Okay. So, I mean, yes, there is right now a lot of back and forth, I would call it, between us and the builder so far that have been selected for the first round of Valencia, and I can't speak more about that until it's a little bit more inked. But let me go back to, I think, the first part of your question as to the statement about 2020. We have been very upfront about the fact that the timing of our going public was premature from an operational point of view and we had a lot of factors that had us go for the public offerings. We -- I've often said that I believe that going to the market in 2020 would give the market an ability to understand the Company more to see more visibility in terms of revenue. The biggest assets of the Company is Valencia and Valencia has been tied up in litigation for 15 years.

And therefore, a lot of people were basically discounting totally the fact that Valencia will ever happen. When I went on the road show, a lot of people were questioning if it will ever happen because they heard over and over that it will happen. Today we can say it's happening today. Today, you can go see it. Today, you can have homes occupied next year. We're going to start talking about building commercial over there. So for us, that's a major step forward to be able to say, we now have the largest community in LA County providing residential opportunities in a market that has virtually no supply, and it's the largest market in California.

So that's a major thing for us.

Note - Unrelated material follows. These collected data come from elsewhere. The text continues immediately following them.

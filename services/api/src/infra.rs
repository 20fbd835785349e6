use std::collections::HashMap;
use std::sync::atomic::AtomicBool;
use std::sync::{Arc, Mutex};

use careflow::access::{ActorId, AuthenticationError, Identity, IdentityResolver, Role};
use careflow::audit::{AuditEntry, AuditError, AuditSink};
use careflow::workflows::dispute::{Dispute, DisputeId, DisputeStore, JobId};
use careflow::workflows::submission::{Submission, SubmissionId, SubmissionStore, SubmissionType};
use careflow::workflows::{NotificationPublisher, NotifyError, StoreError, WorkflowSignal};
use metrics_exporter_prometheus::PrometheusHandle;

#[derive(Clone)]
pub(crate) struct AppState {
    pub(crate) readiness: Arc<AtomicBool>,
    pub(crate) metrics: Arc<PrometheusHandle>,
}

/// Append-only in-memory audit trail backing the stores and the gate.
#[derive(Default)]
pub(crate) struct MemoryAuditSink {
    entries: Mutex<Vec<AuditEntry>>,
}

impl MemoryAuditSink {
    pub(crate) fn entries(&self) -> Vec<AuditEntry> {
        self.entries.lock().expect("audit mutex poisoned").clone()
    }
}

impl AuditSink for MemoryAuditSink {
    fn append(&self, entry: AuditEntry) -> Result<(), AuditError> {
        self.entries
            .lock()
            .expect("audit mutex poisoned")
            .push(entry);
        Ok(())
    }
}

/// In-memory submission store. Commits the record and its audit entry under
/// one lock and enforces optimistic versioning.
pub(crate) struct MemorySubmissionStore {
    records: Mutex<HashMap<SubmissionId, Submission>>,
    audit: Arc<MemoryAuditSink>,
}

impl MemorySubmissionStore {
    pub(crate) fn with_sink(audit: Arc<MemoryAuditSink>) -> Self {
        Self {
            records: Mutex::new(HashMap::new()),
            audit,
        }
    }
}

impl SubmissionStore for MemorySubmissionStore {
    fn insert(
        &self,
        submission: Submission,
        audit: AuditEntry,
    ) -> Result<Submission, StoreError> {
        let mut guard = self.records.lock().expect("store mutex poisoned");
        if guard.contains_key(&submission.id) {
            return Err(StoreError::Duplicate);
        }
        self.audit
            .append(audit)
            .map_err(|err| StoreError::Unavailable(err.to_string()))?;
        guard.insert(submission.id.clone(), submission.clone());
        Ok(submission)
    }

    fn load(&self, id: &SubmissionId) -> Result<Option<Submission>, StoreError> {
        let guard = self.records.lock().expect("store mutex poisoned");
        Ok(guard.get(id).cloned())
    }

    fn save(
        &self,
        mut submission: Submission,
        expected_version: u64,
        audit: AuditEntry,
    ) -> Result<Submission, StoreError> {
        let mut guard = self.records.lock().expect("store mutex poisoned");
        let current = guard.get(&submission.id).ok_or(StoreError::NotFound)?;
        if current.version != expected_version {
            return Err(StoreError::StaleVersion);
        }
        self.audit
            .append(audit)
            .map_err(|err| StoreError::Unavailable(err.to_string()))?;
        submission.version = expected_version + 1;
        guard.insert(submission.id.clone(), submission.clone());
        Ok(submission)
    }

    fn find_active(
        &self,
        submitter: &ActorId,
        submission_type: SubmissionType,
    ) -> Result<Option<Submission>, StoreError> {
        let guard = self.records.lock().expect("store mutex poisoned");
        Ok(guard
            .values()
            .find(|submission| {
                submission.submitter == *submitter
                    && submission.submission_type == submission_type
                    && !submission.status.is_terminal()
            })
            .cloned())
    }

    fn find_by_submitter(&self, submitter: &ActorId) -> Result<Vec<Submission>, StoreError> {
        let guard = self.records.lock().expect("store mutex poisoned");
        Ok(guard
            .values()
            .filter(|submission| submission.submitter == *submitter)
            .cloned()
            .collect())
    }
}

/// In-memory dispute store with the one-open-dispute-per-triple guard.
pub(crate) struct MemoryDisputeStore {
    records: Mutex<HashMap<DisputeId, Dispute>>,
    audit: Arc<MemoryAuditSink>,
}

impl MemoryDisputeStore {
    pub(crate) fn with_sink(audit: Arc<MemoryAuditSink>) -> Self {
        Self {
            records: Mutex::new(HashMap::new()),
            audit,
        }
    }
}

impl DisputeStore for MemoryDisputeStore {
    fn insert(&self, dispute: Dispute, audit: AuditEntry) -> Result<Dispute, StoreError> {
        let mut guard = self.records.lock().expect("store mutex poisoned");
        let open_twin = guard.values().any(|existing| {
            existing.job_id == dispute.job_id
                && existing.raised_by == dispute.raised_by
                && existing.against == dispute.against
                && existing.status.is_open()
        });
        if open_twin || guard.contains_key(&dispute.id) {
            return Err(StoreError::Duplicate);
        }
        self.audit
            .append(audit)
            .map_err(|err| StoreError::Unavailable(err.to_string()))?;
        guard.insert(dispute.id.clone(), dispute.clone());
        Ok(dispute)
    }

    fn load(&self, id: &DisputeId) -> Result<Option<Dispute>, StoreError> {
        let guard = self.records.lock().expect("store mutex poisoned");
        Ok(guard.get(id).cloned())
    }

    fn save(
        &self,
        mut dispute: Dispute,
        expected_version: u64,
        audit: AuditEntry,
    ) -> Result<Dispute, StoreError> {
        let mut guard = self.records.lock().expect("store mutex poisoned");
        let current = guard.get(&dispute.id).ok_or(StoreError::NotFound)?;
        if current.version != expected_version {
            return Err(StoreError::StaleVersion);
        }
        self.audit
            .append(audit)
            .map_err(|err| StoreError::Unavailable(err.to_string()))?;
        dispute.version = expected_version + 1;
        guard.insert(dispute.id.clone(), dispute.clone());
        Ok(dispute)
    }

    fn find_open(
        &self,
        job_id: &JobId,
        raised_by: &ActorId,
        against: &ActorId,
    ) -> Result<Option<Dispute>, StoreError> {
        let guard = self.records.lock().expect("store mutex poisoned");
        Ok(guard
            .values()
            .find(|dispute| {
                dispute.job_id == *job_id
                    && dispute.raised_by == *raised_by
                    && dispute.against == *against
                    && dispute.status.is_open()
            })
            .cloned())
    }
}

/// Records workflow signals and traces them for operators. Stands in for
/// the real notification channels (SMS, e-mail, dashboards).
#[derive(Default)]
pub(crate) struct MemoryNotificationPublisher {
    events: Mutex<Vec<WorkflowSignal>>,
}

impl MemoryNotificationPublisher {
    pub(crate) fn events(&self) -> Vec<WorkflowSignal> {
        self.events.lock().expect("notifier mutex poisoned").clone()
    }
}

impl NotificationPublisher for MemoryNotificationPublisher {
    fn publish(&self, signal: WorkflowSignal) -> Result<(), NotifyError> {
        tracing::info!(
            topic = signal.topic,
            entity = %signal.entity_id,
            status = signal.status,
            "workflow signal dispatched"
        );
        self.events
            .lock()
            .expect("notifier mutex poisoned")
            .push(signal);
        Ok(())
    }
}

/// Token-to-identity directory standing in for the external identity
/// provider consumed at the request boundary.
pub(crate) struct StaticIdentityDirectory {
    identities: HashMap<String, Identity>,
}

impl StaticIdentityDirectory {
    pub(crate) fn seeded() -> Self {
        let identities = [
            ("tok-super-admin", Identity::new("root-1", Role::SuperAdmin)),
            ("tok-admin", Identity::new("admin-1", Role::Admin)),
            ("tok-moderator", Identity::new("mod-1", Role::Moderator)),
            (
                "tok-agency",
                Identity::new("agency-1", Role::Agency).with_links(["cg-1", "cg-2"]),
            ),
            ("tok-caregiver", Identity::new("cg-1", Role::Caregiver)),
            (
                "tok-guardian",
                Identity::new("guardian-1", Role::Guardian).with_links(["patient-1"]),
            ),
            ("tok-shop", Identity::new("shop-1", Role::Shop)),
        ]
        .into_iter()
        .map(|(token, identity)| (token.to_string(), identity))
        .collect();
        Self { identities }
    }
}

impl IdentityResolver for StaticIdentityDirectory {
    fn resolve(&self, credential: &str) -> Result<Identity, AuthenticationError> {
        self.identities
            .get(credential)
            .cloned()
            .ok_or(AuthenticationError)
    }
}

It's also, unfortunately up to now, because the only provider of revenue is being the Great Park and is an unconsolidated venture, it has confused a lot of our financial reporting, because it doesn't show up in the topline and I think Valencia now is going to start enabling people to see that this is a company that actually generates a lot of revenue. Unfortunately, not all of it shows up on the revenue line and therefore it chews up a lot of the numbers.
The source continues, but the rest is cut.